We all know that I’m a little obsessed with old maps. They’re so very helpful when trying to reconstruct Saxon England. There are a collection of maps I often use, the John Speed maps of the early 1600s, which are English county maps, often with a small cut out in the corners, of important settlements at the time. When I was writing about Northampton, the John Speed map for the settlement fitted just about perfectly with the archaeological research that’s been conducted on the remains of the Saxon settlements. I find them very helpful for a sense of scale, and how they might have ‘sat’ in the surroundings.
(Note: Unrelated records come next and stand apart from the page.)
#[test]
fn test_engine_caps_macd_crossovers() {
    let line = [-1.0, -1.0, -1.0, 1.0, -1.0, 1.0, 2.0];
    let signal = [0.0; 7];
    let series = SeriesSet::new()
        .with("macd_line", &line)
        .and_then(|s| s.with("macd_signal", &signal))
        .unwrap();

    let engine = EngineBuilder::new().with_crossover_defaults().build().unwrap();
    let crosses = engine
        .scan(&series)
        .unwrap()
        .into_iter()
        .filter(|e| e.pattern_id == MACD_BULLISH_CROSS)
        .count();
    assert_eq!(crosses, 2);

    let engine = EngineBuilder::new()
        .with_crossover_defaults()
        .max_events_per_pattern(1)
        .build()
        .unwrap();
    let events = engine.scan(&series).unwrap();
    let crosses: Vec<_> = events
        .iter()
        .filter(|e| e.pattern_id == MACD_BULLISH_CROSS)
        .collect();
    assert_eq!(crosses.len(), 1);
    assert_eq!(crosses[0].index, 5);
}

#[test]
fn test_engine_rsi_divergence() {
    // close keeps falling; RSI turns up on the last bar
    let close: Vec<f64> = (0..20).map(|i| 100.0 - i as f64).collect();
    let mut rsi: Vec<f64> = (0..20).map(|i| 40.0 - i as f64).collect();
    rsi[19] = 30.0;
    let series = SeriesSet::new()
        .with("close", &close)
        .and_then(|s| s.with("rsi", &rsi))
        .unwrap();

    let engine = EngineBuilder::new().with_divergence_defaults().build().unwrap();
    let events = engine.scan(&series).unwrap();
    assert_eq!(events.len(), 1);
    assert_eq!(events[0].pattern_id, RSI_BULLISH_DIVERGENCE);
    assert_eq!(events[0].direction, Direction::Bullish);
    assert_eq!(events[0].periods_ago, 0);
    assert_eq!(events[0].values.get("rsi"), Some(30.0));
    assert_eq!(events[0].values.get("close"), Some(81.0));

    // RSI confirming the low is no divergence
    rsi[19] = 15.0;
    let series = SeriesSet::new()
        .with("close", &close)
        .and_then(|s| s.with("rsi", &rsi))
        .unwrap();
    assert!(engine.scan(&series).unwrap().is_empty());
}

#[test]
fn test_parallel_scan_reports_errors_per_instrument() {
    let fixture = Fixture::new();
    let engine = EngineBuilder::new()
        .with_all_defaults()
        .require_timestamps(true)
        .build()
        .unwrap();

    let untimed = [1.0, 2.0, 3.0];
    let instruments = vec![
        ("BTCUSDT", fixture.series()),
        ("ETHUSDT", SeriesSet::new().with("close", &untimed).unwrap()),
    ];

    let (results, errors) = scan_parallel(&engine, instruments);
    assert_eq!(results.len(), 1);
    assert_eq!(results[0].symbol, "BTCUSDT");
    assert_eq!(errors.len(), 1);
    assert!(matches!(errors[0].error, PatternError::MissingTimestamps));
}
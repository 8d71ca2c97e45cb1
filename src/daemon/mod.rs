//! Daemon Module
//!
//! One application instance: HTTP API in front, index lifecycle manager
//! behind, and an ingest queue drained by the log processor in between.
//!
//! ```text
//! ┌────────────────────────────────────────────────────────────┐
//! │                       logfed serve                          │
//! │                                                             │
//! │  POST /log/ingest ──▶ Queue ──▶ LogProcessor ──┐            │
//! │                                                ▼            │
//! │                          ┌────────────────────────────────┐ │
//! │                          │    IndexLifecycleManager       │ │
//! │                          │  active shard  ◀── rollover    │ │
//! │                          │  federation    ◀── retention   │ │
//! │                          └────────────────────────────────┘ │
//! │                                                ▲            │
//! │  POST /log/search ──▶ SearchFederation ────────┘            │
//! └────────────────────────────────────────────────────────────┘
//! ```

pub mod http;
pub mod lifecycle;
pub mod processor;
pub mod scheduler;

pub use lifecycle::Daemon;
pub use processor::{LogProcessor, ProcessorStats};
pub use scheduler::{CronScheduler, Scheduler, SchedulerError};
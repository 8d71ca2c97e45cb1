//! HTTP API Request Handlers

use std::sync::Arc;

use axum::{
    body::Bytes,
    extract::State,
    http::{header, StatusCode},
    response::IntoResponse,
    Json,
};
use tracing::{debug, error, warn};

use crate::daemon::processor::LogProcessor;
use crate::index::IndexLifecycleManager;
use crate::query::SearchFederation;
use crate::queue::Queue;
use crate::types::{LogRecord, SearchQuery};

use super::types::*;

/// Shared application state
#[derive(Clone)]
pub struct AppState {
    pub queue: Arc<dyn Queue>,
    pub ilm: Arc<IndexLifecycleManager>,
    pub search: SearchFederation,
    pub processor: Arc<LogProcessor>,
}

/// Health check endpoint
pub async fn health() -> impl IntoResponse {
    Json(HealthResponse {
        healthy: true,
        version: env!("CARGO_PKG_VERSION").to_string(),
    })
}

/// Accept a log record for asynchronous indexing. Always answers `200 OK`;
/// a malformed body is logged and a zero-value record is queued in its place.
pub async fn ingest(State(state): State<AppState>, body: Bytes) -> impl IntoResponse {
    let record: LogRecord = serde_json::from_slice(&body).unwrap_or_else(|e| {
        warn!("Cannot decode log record: {}", e);
        LogRecord::default()
    });

    debug!(id = %record.document_id(), level = %record.level, "ingest");
    if let Err(e) = state.queue.enqueue(record).await {
        error!("Failed to enqueue log record: {}", e);
    }

    (StatusCode::OK, "OK")
}

/// Free-text search across every live shard
pub async fn search(State(state): State<AppState>, body: Bytes) -> impl IntoResponse {
    let query: SearchQuery = serde_json::from_slice(&body).unwrap_or_else(|e| {
        warn!("Cannot decode search query: {}", e);
        SearchQuery::new("")
    });

    let results = match state.search.search_with_query(&query).await {
        Ok(results) => results,
        Err(e) => {
            error!(query = %query.query, "Search failed: {}", e);
            return (StatusCode::INTERNAL_SERVER_ERROR, format!("search failed: {}", e))
                .into_response();
        }
    };

    match serde_json::to_string(&results) {
        Ok(json) => (
            StatusCode::OK,
            [(header::CONTENT_TYPE, "application/json")],
            json,
        )
            .into_response(),
        Err(e) => {
            error!("Failed to encode search results: {}", e);
            (
                StatusCode::INTERNAL_SERVER_ERROR,
                format!("failed to encode results: {}", e),
            )
                .into_response()
        }
    }
}

/// Delete documents older than the retention window from the active shard
pub async fn delete_expired(State(state): State<AppState>) -> impl IntoResponse {
    let retention = state.ilm.config().retention();

    match state.search.delete_expired(retention).await {
        Ok(deleted) => (StatusCode::OK, Json(DeleteResponse { deleted })).into_response(),
        Err(e) => {
            error!("Delete of expired documents failed: {}", e);
            (StatusCode::INTERNAL_SERVER_ERROR, format!("delete failed: {}", e)).into_response()
        }
    }
}

/// Shard and processor status
pub async fn status(State(state): State<AppState>) -> impl IntoResponse {
    Json(StatusResponse {
        active_shard: state.ilm.active_shard().map(|s| s.name().to_string()),
        shards: state.ilm.federation().shard_names(),
        retention_hours: state.ilm.config().retention_hours,
        processor: state.processor.stats(),
    })
}
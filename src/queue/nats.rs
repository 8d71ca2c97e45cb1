//! NATS JetStream queue
//!
//! Records are published as JSON to a durable stream and consumed through a
//! durable pull consumer with explicit acknowledgment. A record that is
//! dequeued but never acked is redelivered after the ack wait, which is safe
//! because indexing is an upsert on the record's deterministic id.

use std::time::Duration;

use async_nats::jetstream::{self, consumer::pull, consumer::AckPolicy, AckKind};
use async_trait::async_trait;
use bytes::Bytes;
use futures::StreamExt;
use parking_lot::RwLock;
use tokio::sync::Mutex;
use tokio_util::sync::CancellationToken;
use tracing::{debug, info, warn};

use super::{Acker, Delivery, Queue, QueueError};
use crate::config::NatsConfig;
use crate::types::LogRecord;

const CONNECT_TIMEOUT: Duration = Duration::from_secs(5);
const MAX_RECONNECTS: usize = 5;
const RECONNECT_DELAY: Duration = Duration::from_secs(1);
const ACK_WAIT: Duration = Duration::from_secs(30);

fn broker_err(e: impl std::fmt::Display) -> QueueError {
    QueueError::Broker(e.to_string())
}

/// Client handle and JetStream context; `None` once closed
struct Connection {
    client: async_nats::Client,
    context: jetstream::Context,
}

pub struct NatsQueue {
    connection: RwLock<Option<Connection>>,
    subject: String,
    messages: Mutex<Option<pull::Stream>>,
    cancel: CancellationToken,
}

impl NatsQueue {
    /// Connect, then create or reuse the stream and durable consumer
    pub async fn connect(config: &NatsConfig) -> Result<Self, QueueError> {
        let client = async_nats::ConnectOptions::new()
            .connection_timeout(CONNECT_TIMEOUT)
            .max_reconnects(MAX_RECONNECTS)
            .reconnect_delay_callback(|_attempts| RECONNECT_DELAY)
            .event_callback(|event| async move {
                match event {
                    async_nats::Event::Connected => info!("NATS reconnected"),
                    async_nats::Event::Disconnected => warn!("NATS disconnected"),
                    other => warn!("NATS event: {}", other),
                }
            })
            .connect(config.url.as_str())
            .await
            .map_err(broker_err)?;
        info!(url = %config.url, "connected to NATS");

        let context = jetstream::new(client.clone());
        let stream = context
            .get_or_create_stream(jetstream::stream::Config {
                name: config.stream.clone(),
                subjects: vec![config.subject.clone()],
                ..Default::default()
            })
            .await
            .map_err(broker_err)?;

        let consumer = stream
            .get_or_create_consumer(
                &config.consumer,
                pull::Config {
                    durable_name: Some(config.consumer.clone()),
                    ack_policy: AckPolicy::Explicit,
                    ack_wait: ACK_WAIT,
                    filter_subject: config.subject.clone(),
                    ..Default::default()
                },
            )
            .await
            .map_err(broker_err)?;

        let messages = consumer.messages().await.map_err(broker_err)?;
        info!(
            stream = %config.stream,
            consumer = %config.consumer,
            subject = %config.subject,
            "subscribed to JetStream consumer"
        );

        Ok(Self {
            connection: RwLock::new(Some(Connection { client, context })),
            subject: config.subject.clone(),
            messages: Mutex::new(Some(messages)),
            cancel: CancellationToken::new(),
        })
    }
}

impl NatsQueue {
    /// True once [`Queue::close`] has released the connection
    pub fn is_closed(&self) -> bool {
        self.connection.read().is_none()
    }
}

#[async_trait]
impl Queue for NatsQueue {
    async fn enqueue(&self, record: LogRecord) -> Result<(), QueueError> {
        let context = self
            .connection
            .read()
            .as_ref()
            .map(|c| c.context.clone())
            .ok_or(QueueError::Closed)?;

        let payload = serde_json::to_vec(&record).map_err(QueueError::Encode)?;
        let ack = context
            .publish(self.subject.clone(), Bytes::from(payload))
            .await
            .map_err(broker_err)?
            .await
            .map_err(broker_err)?;

        debug!(stream = %ack.stream, sequence = ack.sequence, "published record");
        Ok(())
    }

    async fn dequeue(&self) -> Result<Delivery, QueueError> {
        let mut guard = tokio::select! {
            guard = self.messages.lock() => guard,
            _ = self.cancel.cancelled() => return Err(QueueError::Closed),
        };
        let Some(messages) = guard.as_mut() else {
            return Err(QueueError::Closed);
        };

        let next = tokio::select! {
            next = messages.next() => next,
            _ = self.cancel.cancelled() => return Err(QueueError::Closed),
        };

        let message = match next {
            Some(Ok(message)) => message,
            Some(Err(e)) => return Err(broker_err(e)),
            None => return Err(QueueError::Closed),
        };

        match serde_json::from_slice::<LogRecord>(&message.payload) {
            Ok(record) => Ok(Delivery::with_acker(record, Box::new(JetStreamAcker(message)))),
            Err(e) => {
                // Undecodable payloads would be redelivered forever
                if let Err(term_err) = message.ack_with(AckKind::Term).await {
                    warn!("failed to terminate undecodable message: {}", term_err);
                }
                Err(QueueError::Decode(e))
            }
        }
    }

    /// Unsubscribe, flush pending publishes, then drop every handle on the
    /// connection so it disconnects.
    async fn close(&self) {
        if self.cancel.is_cancelled() {
            return;
        }
        self.cancel.cancel();
        self.messages.lock().await.take();

        let connection = self.connection.write().take();
        if let Some(Connection { client, context }) = connection {
            drop(context);
            if let Err(e) = client.flush().await {
                warn!("failed to flush NATS connection on close: {}", e);
            }
        }
        info!("NATS queue closed and disconnected");
    }
}

struct JetStreamAcker(jetstream::Message);

#[async_trait]
impl Acker for JetStreamAcker {
    async fn ack(self: Box<Self>) -> Result<(), QueueError> {
        self.0.ack().await.map_err(broker_err)
    }

    async fn reject(self: Box<Self>) -> Result<(), QueueError> {
        self.0.ack_with(AckKind::Term).await.map_err(broker_err)
    }
}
Modern maps don’t quite give the same sense, because they’re very busy with later building work and settlements.

But below is a fascinating map, dated from 1695, which reflects what was thought about Saxon England at that date.

The reason that I love this map is because if you look really close, you can see the name Brunanburh, close to Bebbanburg (Bamburgh) on the north east coast.

This is particularly intriguing. As I’ve said elsewhere, there’s been more discussion about where the battle of Brunanburh took place as opposed to its actual significance. The current thinking is that it quite probably took place on the Wirral, and so to the west of the country and not the north east at all. But, the logic for placing the battle close to the boundary with what would become Scotland works on a very English-centric view. The enemies of Athelstan were the kings of the Scots and of Strathclyde, along with the Norse of Dublin, who hoped to regain the powerful Jorvik, or York. Why then fight on the Wirral when they were powerful elsewhere?


It might be a little easier to see on the image above as opposed to on the map I have. Using old maps, before much of the infrastructure we now have, is a bit like peeling back the layers of soil in an archaeological dig. I find them so helpful, and I guess I am lucky that my Dad is a ‘map man’ and I can call him, with my very strange requests and he can send me back images of exactly what I want.

Another map I’m lucky to have my hands on is one from an 1809 printing of Richard of Cirencester’s Description of Britain. This contains a map of Roman Britain, and the roads that were then believed to have existed.

I’m hoping to use it to give me an idea of how the border region with Wales might have been connected, but it is proving a little stubborn, as many of the roads are thought to be ‘possible.’ So, old maps don’t tell you everything you want to know:)

If you’re interested in old maps, have a look on eBay and places like that, where copies are often available for sale quite cheaply. You can also get a book with all the John Speed county maps reproduced in it, and of course, there is David Hill’s An Atlas of Anglo-Saxon England that is invaluable, if you’re lucky enough to find a copy, as it has been out of print for some time.